In the debate about globalization, one view is that a clear trend towards increased similarity in values and system design is the result of worldwide emerging models. Meyer, Boli, Thomas and Ramirez (1997) state that “[w]orldwide models define and legitimate agendas for local action, shaping the structures and policies of nation-states and other national and local actors in virtually all of the domains of rationalized social life — business, politics, education, medicine, science, even the family and religion.” Applied to higher education, world institutionalism predicts a growing trend towards isomorphism, rather than divergence, in for example the higher educational system (Meyer, Ramirez, Frank & Schofer, 2006). The fact that 29 countries are currently members of the OpenCourseWare Consortium, and have universities that public courses openly and share teaching materials freely, could be seen as further proof that global values and institutions are converging (OpenCourseWare Consortium, n.d.).

However, this theory is not without critics. Schriewer and Martinez (2004) differentiate between internationalization as a real process, and internationality as a semantic construct that can be referred to. They show how policy borrowing does not happen systematically, for example following a simple centre-periphery model, but rather is structured by the needs and discourses in any relevant society - tell me who you borrow from, and I will tell you who you are. References to other states are often employed as a rhetorical tool to promote change that is desirable by certain groups. To discover these processes, multi- country statistical analysis has to be complemented with very fine-grained analyses of individual cases of educational borrowing, taking into account the local context, including culture, history, power structures and discourse.

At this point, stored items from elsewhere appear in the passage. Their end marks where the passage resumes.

//! Pilot-wave coherence model.
//!
//! A small deterministic dynamical system whose `position` is the harness's
//! coherence signal. Each step consumes exactly one noise sample and derives a
//! new [`PilotWaveState`] from the previous one; every quantity in a step is
//! computed from the *previous* state only, never from a sibling already
//! updated in the same step.
//!
//! ```text
//! phase'     = phase + φ·noise·dt
//! amplitude' = clamp(amplitude·0.98 + |noise|·φ·0.10, 0.7, 1.5)
//! guidance   = (phase' − phase) / dt
//! Q          = −((amplitude' − amplitude)/dt / amplitude') / 2
//! velocity'  = clamp(velocity·0.93 + guidance·φ·0.16 + 0.015·φ/(1+|velocity|), −0.5, 0.5)
//! position'  = clamp(position + velocity'·dt·φ + Q·dt·0.02 + 0.015·(1−position)·φ, 0, 1)
//! ```
//!
//! The `(1 − position)` drive pulls coherence upward while it is low and fades
//! near the ceiling; the 0.98 / 0.93 damping keeps repeated noise injection
//! from running away.

use serde::{Deserialize, Serialize};

use crate::PHI;

/// Default integration step.
pub const DEFAULT_DT: f64 = 0.1;

pub const POSITION_RANGE: (f64, f64) = (0.0, 1.0);
pub const VELOCITY_RANGE: (f64, f64) = (-0.5, 0.5);
pub const AMPLITUDE_RANGE: (f64, f64) = (0.7, 1.5);

/// Guidance field per unit phase gradient.
const GUIDANCE_COUPLING: f64 = 1.0;
/// Below this amplitude the quantum potential is forced to zero.
const AMPLITUDE_EPSILON: f64 = 1e-6;
const AMPLITUDE_DAMPING: f64 = 0.98;
const VELOCITY_DAMPING: f64 = 0.93;
const DRIVE: f64 = 0.015;

/// State of the pilot-wave system.
#[derive(Debug, Clone, Copy, PartialEq, Serialize, Deserialize)]
pub struct PilotWaveState {
    /// Coherence, in `[0, 1]`.
    pub position: f64,
    /// In `[-0.5, 0.5]`.
    pub velocity: f64,
    /// Guidance field from the last step.
    pub guidance: f64,
    /// In `[0.7, 1.5]`.
    pub amplitude: f64,
    /// Accumulated phase. Never clamped.
    pub phase: f64,
}

impl PilotWaveState {
    /// Seed state every session starts from.
    pub const INITIAL: Self = Self {
        position: 0.42,
        velocity: 0.08,
        guidance: 0.0,
        amplitude: 1.0,
        phase: 0.0,
    };

    /// One-step-ahead coherence forecast, clamped to `[0, 1]`.
    ///
    /// Exposed for observability only; it is never fed back into the state.
    pub fn predict(&self, dt: f64) -> f64 {
        clamp(self.position + self.velocity * dt, POSITION_RANGE)
    }

    /// True when position, velocity and amplitude sit inside their ranges.
    pub fn is_bounded(&self) -> bool {
        in_range(self.position, POSITION_RANGE)
            && in_range(self.velocity, VELOCITY_RANGE)
            && in_range(self.amplitude, AMPLITUDE_RANGE)
    }
}

impl Default for PilotWaveState {
    fn default() -> Self {
        Self::INITIAL
    }
}

/// Result of a single evolution step.
#[derive(Debug, Clone, Copy, PartialEq)]
pub struct Evolution {
    pub state: PilotWaveState,
    pub quantum_potential: f64,
}

/// Advance `state` by one step driven by `noise`.
///
/// Non-finite noise is treated as zero so the range invariants hold for every
/// `f64` input.
pub fn evolve(state: &PilotWaveState, noise: f64, dt: f64) -> Evolution {
    let noise = if noise.is_finite() { noise } else { 0.0 };

    let phase = state.phase + PHI * noise * dt;

    let amplitude = clamp(
        state.amplitude * AMPLITUDE_DAMPING + noise.abs() * PHI * 0.10,
        AMPLITUDE_RANGE,
    );

    let guidance = (phase - state.phase) / dt * GUIDANCE_COUPLING;

    let quantum_potential = if amplitude < AMPLITUDE_EPSILON {
        0.0
    } else {
        let gradient = (amplitude - state.amplitude) / dt;
        -(gradient / amplitude) / 2.0
    };

    let velocity = clamp(
        state.velocity * VELOCITY_DAMPING
            + guidance * (PHI * 0.16)
            + DRIVE * PHI / (1.0 + state.velocity.abs()),
        VELOCITY_RANGE,
    );

    let position = clamp(
        state.position
            + velocity * dt * PHI
            + quantum_potential * dt * 0.02
            + DRIVE * (1.0 - state.position) * PHI,
        POSITION_RANGE,
    );

    Evolution {
        state: PilotWaveState {
            position,
            velocity,
            guidance,
            amplitude,
            phase,
        },
        quantum_potential,
    }
}

/// Stateless stepper bound to a fixed `dt`.
///
/// The engine holds no state between calls: the caller threads the returned
/// [`PilotWaveState`] into the next step.
#[derive(Debug, Clone, Copy, PartialEq)]
pub struct PilotWaveEngine {
    dt: f64,
}

impl PilotWaveEngine {
    pub fn new(dt: f64) -> Self {
        Self { dt }
    }

    /// Step from `prior`, or from [`PilotWaveState::INITIAL`] on the first call.
    pub fn step(&self, prior: Option<&PilotWaveState>, noise: f64) -> Evolution {
        evolve(prior.unwrap_or(&PilotWaveState::INITIAL), noise, self.dt)
    }
}

impl Default for PilotWaveEngine {
    fn default() -> Self {
        Self::new(DEFAULT_DT)
    }
}

/// Clamp that maps NaN to the lower bound.
fn clamp(value: f64, (lo, hi): (f64, f64)) -> f64 {
    if value.is_nan() { lo } else { value.clamp(lo, hi) }
}

fn in_range(value: f64, (lo, hi): (f64, f64)) -> bool {
    (lo..=hi).contains(&value)
}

Gita Steiner-Khamsi and Ines Stolpe’s (2006) work in Mongolia is a wonderful example of a fine-grained national study. They show how the Mongolian state adopted a number of international trends, whether “New Public Management” from New Zealand, or the necessity for “girl child education”, but that the actual actions and outcomes were very different. In some cases, the terminology was adapted to lend credibility to desirable programs nationally, and in other cases, to receive funding from donors with specific priorities.

In my research, I will choose China as a specific country that has adopted the concept of OpenCourseWare, both in use and production, and use it to examine these two theories. I will explore how the program is constituted, what the reasons for its introduction were, and what function it currently plays, to evaluate whether this case supports the idea of growing convergence of values and institutional forms, or whether it is more similar to the Mongolian case of borrowing a name, but changing the concept radically. 

In this proposal, I will begin by discussing the concept of OpenCourseWare as it is promoted in the West, both as an ideal norm, but also as a practical policy innovation perspective. I will then summarize some of the, mainly Chinese, litterature on Chinese OpenCourseWare, both to uncover how the program operates, but also to examine the kind of discourses used to describe it. Finally, I will outline some of the guiding questions, and methodologies, I will employ to attempt to answer my research question.